**SOURCE INFORMATION**.
//! Yank engine.
//!
//! Three entry points share one commit step:
//! * `yank_motion`: ask the resolver once per caret, skip carets without a result,
//!   aggregate, then commit with carets moved to the start of their ranges (except for
//!   the `_` motion).
//! * `yank_line`: one linewise range per caret from its line start through the end of
//!   the `count`-th line, clamped to the buffer.
//! * `yank_range`: an explicit range, linewise-snapped when needed, paired with carets.
//!
//! Commit order is fixed: move carets (then merge duplicates), notify observers once
//! with the aggregate range, then store every (caret, range) pair into one pending
//! register write and commit it. A failing store does not stop the others; the
//! operation reports `PartialStoreFailure` while the successful segments stay written.

use std::sync::Arc;

use core_config::Config;
use core_state::{
    CaretHost, CaretId, RegisterError, RegisterStore, SelectionType, TextRange,
};
use core_text::{TextHost, motion::effective_line_count};
use serde::Serialize;
use thiserror::Error;
use tracing::{debug, info, trace, warn};

use crate::{MotionKind, MotionResolver, YankObservers, aggregate};

#[derive(Debug, Error, Clone, PartialEq, Eq)]
pub enum YankError {
    #[error("no carets to yank from")]
    NoCarets,
    #[error("no caret produced a range")]
    NoMotionResult,
    #[error("aggregated range is empty")]
    EmptyRange,
    #[error("{failed} of {total} register stores failed")]
    PartialStoreFailure { failed: usize, total: usize },
}

#[derive(Debug, Clone, Copy, PartialEq, Eq, Serialize)]
#[serde(rename_all = "snake_case")]
pub enum YankOperation {
    Motion,
    Line,
    Range,
}

#[derive(Debug, Clone, Copy, PartialEq, Eq)]
pub struct YankOptions {
    /// Drop zero-length per-caret motion results before aggregation.
    pub exclude_empty_caret_ranges: bool,
}

impl Default for YankOptions {
    fn default() -> Self {
        Self {
            exclude_empty_caret_ranges: true,
        }
    }
}

/// Outcome of a successful yank.
#[derive(Debug, Clone, PartialEq, Eq, Serialize)]
pub struct YankReport {
    pub operation: YankOperation,
    /// Register the write was aimed at.
    pub register: char,
    /// Whether a register entry was written (false for the black hole register).
    pub committed: bool,
    pub selection_type: SelectionType,
    /// Aggregate range handed to observers.
    pub spans: Vec<(usize, usize)>,
    /// Number of (caret, range) pairs stored.
    pub stored: usize,
    pub carets_moved: bool,
    pub carets_merged: usize,
}

// Everything the commit step needs, computed before any state changes.
struct YankPlan {
    operation: YankOperation,
    pairs: Vec<(CaretId, TextRange)>,
    aggregate: TextRange,
    selection_type: SelectionType,
    start_offsets: Option<Vec<(CaretId, usize)>>,
}

#[derive(Debug)]
pub struct YankEngine {
    registers: RegisterStore,
    observers: Arc<YankObservers>,
    options: YankOptions,
}

impl Default for YankEngine {
    fn default() -> Self {
        Self::new(RegisterStore::new(), YankOptions::default())
    }
}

**EXERCISE DETAILS**. Word for word, give the entire listing again.

**RESPONSE FOR THIS EXERCISE**.
//! Yank engine.
//!
//! Three entry points share one commit step:
//! * `yank_motion`: ask the resolver once per caret, skip carets without a result,
//!   aggregate, then commit with carets moved to the start of their ranges (except for
//!   the `_` motion).
//! * `yank_line`: one linewise range per caret from its line start through the end of
//!   the `count`-th line, clamped to the buffer.
//! * `yank_range`: an explicit range, linewise-snapped when needed, paired with carets.
//!
//! Commit order is fixed: move carets (then merge duplicates), notify observers once
//! with the aggregate range, then store every (caret, range) pair into one pending
//! register write and commit it. A failing store does not stop the others; the
//! operation reports `PartialStoreFailure` while the successful segments stay written.

use std::sync::Arc;

use core_config::Config;
use core_state::{
    CaretHost, CaretId, RegisterError, RegisterStore, SelectionType, TextRange,
};
use core_text::{TextHost, motion::effective_line_count};
use serde::Serialize;
use thiserror::Error;
use tracing::{debug, info, trace, warn};

use crate::{MotionKind, MotionResolver, YankObservers, aggregate};

#[derive(Debug, Error, Clone, PartialEq, Eq)]
pub enum YankError {
    #[error("no carets to yank from")]
    NoCarets,
    #[error("no caret produced a range")]
    NoMotionResult,
    #[error("aggregated range is empty")]
    EmptyRange,
    #[error("{failed} of {total} register stores failed")]
    PartialStoreFailure { failed: usize, total: usize },
}

#[derive(Debug, Clone, Copy, PartialEq, Eq, Serialize)]
#[serde(rename_all = "snake_case")]
pub enum YankOperation {
    Motion,
    Line,
    Range,
}

#[derive(Debug, Clone, Copy, PartialEq, Eq)]
pub struct YankOptions {
    /// Drop zero-length per-caret motion results before aggregation.
    pub exclude_empty_caret_ranges: bool,
}

impl Default for YankOptions {
    fn default() -> Self {
        Self {
            exclude_empty_caret_ranges: true,
        }
    }
}

/// Outcome of a successful yank.
#[derive(Debug, Clone, PartialEq, Eq, Serialize)]
pub struct YankReport {
    pub operation: YankOperation,
    /// Register the write was aimed at.
    pub register: char,
    /// Whether a register entry was written (false for the black hole register).
    pub committed: bool,
    pub selection_type: SelectionType,
    /// Aggregate range handed to observers.
    pub spans: Vec<(usize, usize)>,
    /// Number of (caret, range) pairs stored.
    pub stored: usize,
    pub carets_moved: bool,
    pub carets_merged: usize,
}

// Everything the commit step needs, computed before any state changes.
struct YankPlan {
    operation: YankOperation,
    pairs: Vec<(CaretId, TextRange)>,
    aggregate: TextRange,
    selection_type: SelectionType,
    start_offsets: Option<Vec<(CaretId, usize)>>,
}

#[derive(Debug)]
pub struct YankEngine {
    registers: RegisterStore,
    observers: Arc<YankObservers>,
    options: YankOptions,
}

impl Default for YankEngine {
    fn default() -> Self {
        Self::new(RegisterStore::new(), YankOptions::default())
    }
}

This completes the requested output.